The Lunar Roving Vehicle (LRV) was an electric vehicle designed to operate in the low-gravity vacuum of the Moon and to be capable of traversing the lunar surface, allowing the Apollo astronauts to extend the range of their surface extravehicular activities. Three LRVs were driven on the Moon, one on Apollo 15 by astronauts David Scott and James Irwin, one on Apollo 16 by John Young and Charles Duke, and one on Apollo 17 by Eugene Cernan and Harrison Schmitt. Each rover was used on three traverses, one per day over the three-day course of each mission. On Apollo 15 the LRV was driven a total of 27.8 km in 3 hours, 2 minutes of driving time. The longest single traverse was 12.5 km and the maximum range from the LM was 5.0 km. On Apollo 16 the vehicle traversed 26.7 km in 3 hours 26 minutes of driving. The longest traverse was 11.6 km and the LRV reached a distance of 4.5 km from the LM. On Apollo 17 the rover went 35.9 km in 4 hours 26 minutes total drive time. The longest traverse was 20.1 km and the greatest range from the LM was 7.6 km.
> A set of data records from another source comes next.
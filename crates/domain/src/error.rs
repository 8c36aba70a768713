//! Error type for domain-level invariant checks.

use thiserror::Error;

/// Error raised when a payload violates a catalog invariant.
#[derive(Debug, Error, Clone, PartialEq, Eq)]
pub enum DomainError {
    /// Validation failed (e.g., invalid field values, disallowed artifact)
    #[error("Validation failed: {0}")]
    Validation(String),
}

impl DomainError {
    /// Create a validation error
    pub fn validation(msg: impl Into<String>) -> Self {
        Self::Validation(msg.into())
    }
}
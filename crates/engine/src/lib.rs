//! Pokedex Engine library.
//!
//! This crate contains all server-side code for the Pokedex catalog service.
//!
//! ## Structure
//!
//! - `use_cases/` - Catalog lifecycle, battle simulation, matchup queries
//! - `infrastructure/` - External dependency implementations (ports + adapters)
//! - `api/` - HTTP entry points
//! - `app` - Application composition

pub mod api;
pub mod app;
pub mod infrastructure;
pub mod use_cases;

/// Test fixtures module for integration testing.
#[cfg(test)]
pub mod test_fixtures;

pub use app::App;
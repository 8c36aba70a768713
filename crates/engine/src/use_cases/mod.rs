//! Use cases: the operations the service boundary calls into.

pub mod battle;
pub mod catalog;
pub mod matchups;

pub use battle::{BattleResult, SimulateBattle};
pub use catalog::{CatalogOps, CreatePokemon, UpdatePokemon};
pub use matchups::{MatchupQuery, Matchups};

use crate::infrastructure::ports::{ArtifactError, RepoError};
use pokedex_domain::DomainError;

/// Engine-level failure taxonomy, mapped to transport codes by the API layer.
///
/// - `Validation`: malformed or disallowed input, never retried
/// - `NotFound`: the requested key resolves to no record
/// - `Upstream`: record or artifact store fault, propagated verbatim
#[derive(Debug, thiserror::Error)]
pub enum EngineError {
    #[error("Validation failed: {0}")]
    Validation(String),
    #[error("{0} not found")]
    NotFound(String),
    #[error("Upstream failure: {0}")]
    Upstream(String),
}

impl From<RepoError> for EngineError {
    fn from(e: RepoError) -> Self {
        match e {
            RepoError::NotFound => Self::NotFound("Pokemon".to_string()),
            RepoError::Database(msg) | RepoError::Serialization(msg) => Self::Upstream(msg),
        }
    }
}

impl From<ArtifactError> for EngineError {
    fn from(e: ArtifactError) -> Self {
        Self::Upstream(e.to_string())
    }
}

impl From<DomainError> for EngineError {
    fn from(e: DomainError) -> Self {
        match e {
            DomainError::Validation(msg) => Self::Validation(msg),
        }
    }
}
The Lunar Roving Vehicle had a mass of 210 kg and was designed to hold a payload of an additional 490 kg on the lunar surface. The frame was 3.1 meters long with a wheelbase of 2.3 meters. The maximum height was 1.14 meters. The frame was made of aluminum alloy 2219 tubing welded assemblies and consisted of a 3-part chassis which was hinged in the center so it could be folded up and hung in the Lunar Module quad 1 bay. It had two side-by-side foldable seats made of tubular aluminum with nylon webbing and aluminum floor panels. An armrest was mounted between the seats, and each seat had adjustable footrests and a velcro seatbelt. A large mesh dish antenna was mounted on a mast on the front center of the rover. The suspension consisted of a double horizontal wishbone with upper and lower torsion bars and a damper unit between the chassis and upper wishbone. Fully loaded the LRV had a ground clearance of 36 cm.
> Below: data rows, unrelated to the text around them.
//! HTTP routes and transport error mapping.

use axum::{
    routing::get,
    Router,
};
use std::sync::Arc;

use crate::app::App;
use crate::infrastructure::http::pokemon_routes;
use crate::use_cases::EngineError;

/// Create all HTTP routes.
pub fn routes() -> Router<Arc<App>> {
    Router::new()
        .route("/", get(health))
        .route("/api/health", get(health))
        .route(
            "/api/pokemons",
            get(pokemon_routes::get_pokemon)
                .post(pokemon_routes::create_pokemon)
                .patch(pokemon_routes::update_pokemon)
                .delete(pokemon_routes::delete_pokemon),
        )
        .route("/api/pokemons/all", get(pokemon_routes::list_pokemons))
        .route("/api/pokemons/matchups", get(pokemon_routes::get_matchups))
        .route("/api/pokemons/battle", get(pokemon_routes::simulate_battle))
}

async fn health() -> &'static str {
    "OK"
}

#[derive(Debug)]
pub enum ApiError {
    NotFound(String),
    BadRequest(String),
    Upstream(String),
}

impl axum::response::IntoResponse for ApiError {
    fn into_response(self) -> axum::response::Response {
        match self {
            ApiError::NotFound(msg) => (axum::http::StatusCode::NOT_FOUND, msg).into_response(),
            ApiError::BadRequest(msg) => (axum::http::StatusCode::BAD_REQUEST, msg).into_response(),
            // The upstream detail is logged, not leaked to the caller.
            ApiError::Upstream(msg) => {
                tracing::error!(error = %msg, "Upstream store failure");
                (axum::http::StatusCode::BAD_GATEWAY, "Upstream failure").into_response()
            }
        }
    }
}

impl From<EngineError> for ApiError {
    fn from(e: EngineError) -> Self {
        match e {
            EngineError::Validation(msg) => ApiError::BadRequest(msg),
            EngineError::NotFound(_) => ApiError::NotFound(e.to_string()),
            EngineError::Upstream(msg) => ApiError::Upstream(msg),
        }
    }
}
The wheels consisted of a spun aluminum hub and an 81.8 cm diameter, 23 cm wide tire made of zinc coated woven 0.083 cm diameter steel strands attached to the rim and discs of formed aluminum. Titanium chevrons covered 50% of the contact area to provide traction. Inside the tire was a 64.8 cm diameter bump stop frame to protect the hub. Dust guards were mounted above the wheels. Each wheel had its own electric drive, a DC series wound 0.25 hp motor capable of 10,000 rpm, attached to the wheel via an 80:1 harmonic drive, and a mechanical brake unit. Maneuvering capability was provided through the use of front and rear steering motors. Each series wound DC steering motor was capable of 0.1 hp. Both sets of wheels would turn in opposite directions, giving a steering radius of 3.1 meters, or could be decoupled so only one set would be used for steering. Power was provided by two 36-volt silver-zinc potassium hydroxide non-rechargeable batteries with a capacity of 121 amp-hr. These were used to power the drive and steering motors and also a 36-volt utility outlet mounted on front of the LRV to power the communications relay unit or the TV camera. Passive thermal controls kept the batteries within an optimal temperature range.
A T-shaped hand controller situated between the two seats controlled the four drive motors, two steering motors and brakes. Moving the stick forward powered the LRV forward, left and right turned the vehicle left or right, pulling backwards activated the brakes. Activating a switch on the handle before pulling back would put the LRV into reverse. Pulling the handle all the way back activated a parking brake. The control and display modules were situated in front of the handle and gave information on the speed, heading, pitch, and power and temperature levels. Navigation was based on continuously recording direction and distance through use of a directional gyro and odometer and inputting this data to a computer which would keep track of the overall direction and distance back to the LM. There was also a Sun-shadow device which could give a manual heading based on the direction of the Sun, using the fact that the Sun moved very slowly in the sky. The image at left shows a diagram of the layout of the control and display module, the Sun-shadow device is at top center between the heading and speed readouts.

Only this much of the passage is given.